En 17 lettres : misère du quotidien

Comme chaque année les chiffres viennent de tomber. Nous sommes aujourd’hui entre 8 et 9 millions de déclaré-e-s pauvres en fRance. Plus de 13% de la population vit en deçà des 60% du revenu médian. 13% vivant avec moins de 1000 euros par mois. Chiffres que l’on peut facilement mettre en regard avec le montant du smic (soit 143,72 euros de plus que le revenu dit pauvre) et au fait que plus de 65% des travailleurs-euses « gagnent » entre le smic et le smic + 100 euros (soit plus de 18 millions de personnes).

Voilà des chiffres et des lettres produits par les experts et dont le JT nous abreuve.

La pauvreté est avant tout un épouvantail sociétal. C’est le monstre que l’on agite pour mieux nous faire adhérer aux mécanismes d’un monde oppressant. C’est elle que l’on croit fuir lorsque l’on accepte des boulots de merde payés des miettes, lorsque l’on se résigne à raquer des sommes astronomiques pour loger dans des cages à lapins.
La misère, c’est un concept de résignation face à l’existant. Tracer sa voie, se choisir une qualification, espérer trouver au plus vite un CDI qui nous amènera à reproduire la même merde durant 42 putain de longues années, attendre la retraite pour pouvoir respirer enfin, dernier souffle avant la mort, qu’elle est belle cette tombe… C’est quoi tout ça ? Prendre volontairement perpète ? Un suicide à long terme ?

La pauvreté en fRance n’est pas en lien avec notre salaire. Elle n’est pas dans le trou de notre semelle ou dans l’énième assiette de pâtes qui nous sert de repas. La pauvreté est avant tout dans notre approche au monde. Dans notre quotidien morose, dans la platitude des relations avec notre entourage, dans la misère de « nos » désirs, désirs conditionnés par la publicité. La pauvreté c’est croire que la liberté c’est le fait de pouvoir choisir entre un produit A et un produit B lors d’une élection ou au rayon d’un supermarché. C’est croire que devenir propriétaire d’un pavillon avec tous les artifices qui vont avec (mari /femme, 2 enfants, le chien, crédit sur 30 ans, CDI…) comblera le vide de notre vie. La misère c’est croire que sa propre émancipation passe par le travail et que l’ennui s’installerait si on se libérait de cette exploitation. C’est dire merci à l’employeur lorsqu’il nous remet le chèque mensuel au lieu de lui cracher à la gueule. C’est détourner hypocritement le regard lorsque l’on voit quelqu’un taper la manche ou fermer sa gueule lorsque l’on est témoin d’une scène raciste ou sexiste.

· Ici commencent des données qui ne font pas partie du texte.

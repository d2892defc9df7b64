//! Handlers for `/infographics` endpoints.

use axum::{Json, extract::State};
use dash_core::{
  ServiceError,
  model::{Infographic, NewInfographic},
  store::DashboardStore,
};
use serde::Deserialize;

use crate::{
  AppState,
  error::ApiError,
  extract::{ApiJson, required},
};

/// `GET /infographics`
pub async fn list<S>(State(state): State<AppState<S>>) -> Result<Json<Vec<Infographic>>, ApiError>
where
  S: DashboardStore,
{
  Ok(Json(state.store.list_infographics().await.map_err(ApiError::store)?))
}

#[derive(Debug, Deserialize)]
pub struct CreateBody {
  pub name: String,
}

/// `POST /infographics`: register a file already present in file storage.
pub async fn create<S>(
  State(state): State<AppState<S>>,
  ApiJson(body): ApiJson<CreateBody>,
) -> Result<Json<Infographic>, ApiError>
where
  S: DashboardStore,
{
  let name = required("name", &body.name)?;
  let size = state.files.size(&name).await.map_err(|e| match e {
    ServiceError::NotFound => ApiError::NotFound("File not found".into()),
    other => ApiError::Internal(other.to_string()),
  })?;
  let file_size = i64::try_from(size)
    .map_err(|_| ApiError::BadRequest(format!("file {name} is too large")))?;

  let infographic = state
    .store
    .create_infographic(NewInfographic { name, file_size })
    .await
    .map_err(ApiError::store)?;
  tracing::info!(infographic_id = infographic.id, file_size, "registered infographic");
  Ok(Json(infographic))
}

La pauvreté existe car nous cédons au fait qu’elle est sociétale et que nous refusons d’agir sur les ressorts qui la font  fonctionner. Car non, la société n’est pas un concept abstrait, chacun-e a une fonction et des responsabilités. Le prof qui nous apprend à courber l’échine et à bien répéter ce que l’on doit intégrer et reproduire, le flic qui nous harcèle ou nous tire dessus au flashball, le contrôleur de tram qui fait la chasse aux pauvres, le propriétaire et le banquier qui nous rackettent chaque mois, l’agent Pôle Emploi qui nous contrôle et nous culpabilise sont des êtres de chair et de sang qui agissent dans des lieux bien déterminés. Mais nous aussi on fait partie de tout ça et notre rôle, ça serait de fermer notre gueule et d’obéir.

Ce qui est pauvre, c’est la vie de merde que l’on nous fait désirer.
Ce qui est misérable, c’est d’accepter tout ça sans broncher.

Agir chacun-e sur ce que l’on peut, individuellement ou collectivement, c’est mettre des grains de sable dans les rouages de la machine. Mais n’oublions pas en chemin de défoncer à la masse ces mécanismes de reproduction qui agissent à travers nous.